Comparison of high number limits and infinitesimals: What does the tilde above the letters mean?

The tilde notation placed above a letter, such as in \(\tilde{x}\), is a typographical convention used across mathematics to denote a specific, alternative version of an object already named by that letter. Its meaning is entirely context-dependent, but in the realms of comparing large numbers and the analysis of infinitesimals, it most commonly signifies an approximation or a perturbation. In numerical analysis or asymptotic analysis, \(\tilde{x}\) might represent an estimated value approximating the true value \(x\), or in perturbation theory, it could denote a small deviation from a principal state. This flexible notation serves as a visual cue that the marked variable is related to, yet distinct from, its unadorned counterpart, often for the purpose of comparative study.

When examining limits involving large numbers, the tilde is frequently employed in asymptotic equivalence. The statement \(f(n) \sim g(n)\) as \(n \to \infty\) is a precise mathematical definition meaning the limit of the ratio \(f(n)/g(n)\) approaches 1. This indicates the functions grow at the same leading order, providing a powerful tool for comparing the growth rates of sequences or functions, such as distinguishing between linear, polynomial, and exponential scaling. Here, the tilde operates as a relational operator between two functions, not as a diacritical mark on a single variable, though it is the same symbol. It abstracts away lower-order terms to focus on the dominant behavior in the limit, which is fundamental in fields like analytic number theory and the analysis of algorithms.

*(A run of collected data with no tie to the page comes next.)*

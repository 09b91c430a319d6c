use std::any::Any;
use std::collections::HashMap;
use std::fmt;
use std::future::Future;
use std::panic::AssertUnwindSafe;
use std::sync::Arc;
use std::time::{Duration, Instant};

use futures::FutureExt;
use parking_lot::Mutex;

use crate::config::CacheConfig;

use super::cache_error::{CacheEntry, CacheError};
use super::cache_key::CacheKey;
use super::singleflight::{self, BuildSlot, Claim, ErasedPayload, SingleFlightGroup};

/// A page model in the ready state, together with its expiry bookkeeping.
pub(super) struct StoredEntry {
    /// The published payload. Immutable once stored; callers receive shared clones.
    pub(super) payload: ErasedPayload,
    /// When the build that produced this entry completed.
    pub(super) created_at: Instant,
    /// `created_at` plus the ttl in effect for the build.
    pub(super) expires_at: Instant,
    /// Last cache hit; recency for capacity eviction.
    pub(super) last_access: Instant,
}

pub(super) type EntryMap = Arc<Mutex<HashMap<CacheKey, StoredEntry>>>;

/// Per-call options for [`PageCache::compute_memoized`].
#[derive(Clone, Copy, Debug)]
pub struct ComputeOptions {
    /// Serve a stored, non-expired entry if there is one.
    ///
    /// When `false`, the lookup is skipped and the page is rebuilt, but the fresh result
    /// is still stored and published to concurrent callers of the same key.
    pub use_cache: bool,
    /// Overrides [`CacheConfig::default_ttl`] for the entry built by this call.
    pub ttl: Option<Duration>,
    /// Overrides [`CacheConfig::wait_timeout`] for this call.
    pub wait_timeout: Option<Duration>,
}

impl Default for ComputeOptions {
    fn default() -> Self {
        ComputeOptions {
            use_cache: true,
            ttl: None,
            wait_timeout: None,
        }
    }
}

/// Caches assembled page models, keyed by [`CacheKey`].
///
/// Serves stored results within their ttl, and coalesces concurrent builds of the same
/// key onto a single computation whose outcome every caller shares. Cloning is cheap and
/// yields a handle to the same cache; handlers receive a clone instead of reaching for a
/// process global.
#[derive(Clone)]
pub struct PageCache {
    config: CacheConfig,

    /// All entries in the ready state.
    pub(super) entries: EntryMap,

    /// Used for deduplicating page builds.
    inflight: Arc<SingleFlightGroup>,
}

impl fmt::Debug for PageCache {
    fn fmt(&self, f: &mut fmt::Formatter<'_>) -> fmt::Result {
        let entries = self
            .entries
            .try_lock()
            .map(|entries| entries.len())
            .unwrap_or_default();
        f.debug_struct("PageCache")
            .field("config", &self.config)
            .field("entries", &entries)
            .field("in-flight builds", &self.inflight.len())
            .finish()
    }
}

impl PageCache {
    pub fn new(config: CacheConfig) -> Self {
        PageCache {
            config,
            entries: Default::default(),
            inflight: Arc::new(SingleFlightGroup::new()),
        }
    }

    pub fn config(&self) -> &CacheConfig {
        &self.config
    }

    /// Number of entries currently in the ready state.
    pub fn entry_count(&self) -> usize {
        self.entries.lock().len()
    }

    /// Drops all stored entries. In-flight builds are unaffected.
    pub fn clear(&self) {
        self.entries.lock().clear();
    }

    /// Computes a page with the default [`ComputeOptions`].
    pub async fn compute<T, F, Fut>(&self, key: CacheKey, builder: F) -> CacheEntry<Arc<T>>
    where
        T: Any + Send + Sync,
        F: FnOnce() -> Fut + Send + 'static,
        Fut: Future<Output = CacheEntry<T>> + Send + 'static,
    {
        self.compute_memoized(key, ComputeOptions::default(), builder)
            .await
    }

    /// Computes a page by loading it from the cache or building it.
    ///
    /// The actual computation is deduplicated between concurrent callers of the same key:
    /// exactly one builder runs, everyone else cooperatively waits for its result. The
    /// builder is spawned as an independent task, so a caller that stops waiting (drop,
    /// [`ComputeOptions::wait_timeout`]) never cancels the build for the others, and
    /// builds of distinct keys run fully in parallel.
    ///
    /// # Errors
    ///
    /// A failing or panicking builder yields [`CacheError::BuildFailed`] for every
    /// coalesced caller. Failures are never stored, so the next call after the failure
    /// starts a fresh build. Requesting a key as a different type than it was stored
    /// under yields [`CacheError::TypeMismatch`].
    pub async fn compute_memoized<T, F, Fut>(
        &self,
        key: CacheKey,
        options: ComputeOptions,
        builder: F,
    ) -> CacheEntry<Arc<T>>
    where
        T: Any + Send + Sync,
        F: FnOnce() -> Fut + Send + 'static,
        Fut: Future<Output = CacheEntry<T>> + Send + 'static,
    {
        metric!(counter("pagecache.access") += 1);

        if options.use_cache && self.config.enabled {
            if let Some(payload) = self.lookup(&key) {
                metric!(counter("pagecache.memory.hit") += 1);
                return downcast(&key, payload);
            }
        }

        let handle = match self.inflight.try_claim(&key) {
            Claim::InFlight(handle) => {
                // A concurrent page build was coalesced.
                metric!(counter("pagecache.channel.hit") += 1);
                handle
            }
            Claim::Claimed { slot, handle } => {
                metric!(counter("pagecache.channel.miss") += 1);
                self.spawn_build(key.clone(), options.ttl, builder, slot);
                handle
            }
        };

        let limit = options.wait_timeout.or(self.config.wait_timeout);
        let payload = singleflight::wait(handle, limit).await?;
        downcast(&key, payload)
    }

    /// Looks `key` up in the store, removing it if it is past its deadline.
    fn lookup(&self, key: &CacheKey) -> Option<ErasedPayload> {
        let now = Instant::now();
        let mut entries = self.entries.lock();
        match entries.get_mut(key) {
            Some(entry) if entry.expires_at > now => {
                entry.last_access = now;
                Some(entry.payload.clone())
            }
            Some(_) => {
                // An expired entry is a miss; drop it eagerly so neither this caller nor
                // the sweep can serve it again.
                entries.remove(key);
                metric!(counter("pagecache.memory.expired") += 1);
                None
            }
            None => None,
        }
    }

    /// Spawns the builder for a freshly claimed key as a separate task.
    ///
    /// The task stores a successful result before publishing it, so a caller either joins
    /// the in-flight channel or finds the entry in the store. On failure nothing is
    /// stored and the claim is released, with the error going out to every waiter.
    fn spawn_build<T, F, Fut>(&self, key: CacheKey, ttl: Option<Duration>, builder: F, slot: BuildSlot)
    where
        T: Any + Send + Sync,
        F: FnOnce() -> Fut + Send + 'static,
        Fut: Future<Output = CacheEntry<T>> + Send + 'static,
    {
        tracing::trace!(%key, "spawning page build");
        metric!(counter("pagecache.computation") += 1);

        let cache = self.clone();
        tokio::spawn(async move {
            let start = Instant::now();
            let result = match AssertUnwindSafe(builder()).catch_unwind().await {
                Ok(entry) => entry.map(|payload| Arc::new(payload) as ErasedPayload),
                Err(panic) => {
                    let error = CacheError::from_panic(&*panic);
                    tracing::error!(%key, %error, "page builder panicked");
                    Err(error)
                }
            };
            metric!(timer("pagecache.computation.duration") = start.elapsed());

            if let Ok(payload) = &result {
                cache.store(key, payload.clone(), ttl);
            }
            slot.publish(result);
        });
    }

    /// Inserts a freshly built payload into the store.
    fn store(&self, key: CacheKey, payload: ErasedPayload, ttl: Option<Duration>) {
        if !self.config.enabled {
            return;
        }

        let ttl = ttl.unwrap_or(self.config.default_ttl);
        let now = Instant::now();
        let entry = StoredEntry {
            payload,
            created_at: now,
            expires_at: now + ttl,
            last_access: now,
        };
        self.entries.lock().insert(key, entry);
    }

    #[cfg(test)]
    pub(crate) fn contains_key(&self, key: &CacheKey) -> bool {
        self.entries.lock().contains_key(key)
    }
}

/// Recovers the typed payload from its erased form.
fn downcast<T: Any + Send + Sync>(key: &CacheKey, payload: ErasedPayload) -> CacheEntry<Arc<T>> {
    payload.downcast().map_err(|_| {
        // Two call sites disagree about the page model behind this key.
        tracing::error!(
            %key,
            expected = std::any::type_name::<T>(),
            "page cache payload type mismatch"
        );
        CacheError::TypeMismatch
    })
}
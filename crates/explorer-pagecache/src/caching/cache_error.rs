use std::any::Any;
use std::time::Duration;

use thiserror::Error;

/// An error that happens while building or serving a cached page.
///
/// One build outcome is shared between every caller coalesced onto the same key, which is
/// why this type is `Clone` and carries rendered messages rather than source errors.
#[derive(Debug, Clone, PartialEq, Eq, Error)]
pub enum CacheError {
    /// The page builder itself failed.
    ///
    /// The attached string contains the builder's error. Failures are never stored: the key
    /// is released and the next request starts a fresh build.
    #[error("page build failed: {0}")]
    BuildFailed(String),
    /// The stored payload is not of the type the caller asked for.
    ///
    /// Two call sites disagree about the page model behind a key. This is a programming
    /// error, not a runtime condition, and is logged accordingly.
    #[error("cached payload does not match the requested page model")]
    TypeMismatch,
    /// The caller's bounded wait for an in-flight build elapsed.
    ///
    /// The build itself keeps running and will publish its result to everyone else.
    #[error("timed out waiting for in-flight page build after {0:?}")]
    WaitTimeout(Duration),
    /// The in-flight build was abandoned before it published a result.
    #[error("page build was cancelled")]
    Cancelled,
}

impl CacheError {
    /// Renders an arbitrary builder error into a [`BuildFailed`](Self::BuildFailed).
    #[track_caller]
    pub fn build_failed<E: std::fmt::Display>(err: E) -> Self {
        CacheError::BuildFailed(err.to_string())
    }

    /// Renders the payload of a panicking page builder into a
    /// [`BuildFailed`](Self::BuildFailed).
    pub(crate) fn from_panic(payload: &(dyn Any + Send)) -> Self {
        let message = if let Some(message) = payload.downcast_ref::<&str>() {
            message
        } else if let Some(message) = payload.downcast_ref::<String>() {
            message.as_str()
        } else {
            "unknown panic payload"
        };
        CacheError::BuildFailed(format!("page builder panicked: {message}"))
    }
}

/// An entry in the page cache, containing either `Ok(T)` or the reason why the page could
/// not be built.
pub type CacheEntry<T = ()> = Result<T, CacheError>;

In the context of infinitesimals and calculus, particularly within non-standard analysis, the notation can take on a different, though philosophically related, role. A tilde might be used to denote a non-standard number, such as an infinitesimal or an infinitely large number within a hyperreal number system. More commonly, however, in standard analysis and perturbation methods, one might see \(\tilde{x} = x_0 + \epsilon x_1\) where \(\epsilon\) is a small parameter. In this formulation, \(\tilde{x}\) represents a perturbed quantity—the object of study—decomposed into a principal part \(x_0\) and a series of corrections, like \(x_1\), which may involve infinitesimal considerations. The tilde effectively bundles this entire expansion into a single modified symbol, distinguishing the complete, often approximate, solution from its individual components.

The primary implication of this notational choice is the creation of a clear, hierarchical relationship between entities, which is indispensable for rigorous comparison. Whether contrasting the magnitude of large numbers through asymptotic equivalence or dissecting the infinitesimal structure of a perturbed state, the tilde establishes a formal link. It allows mathematicians to manipulate both the object and its relation to a reference point within equations unambiguously. This subtle typographic distinction prevents confusion when multiple related variables are in play and enforces a conceptual framework where approximation, perturbation, or comparison is central to the analysis.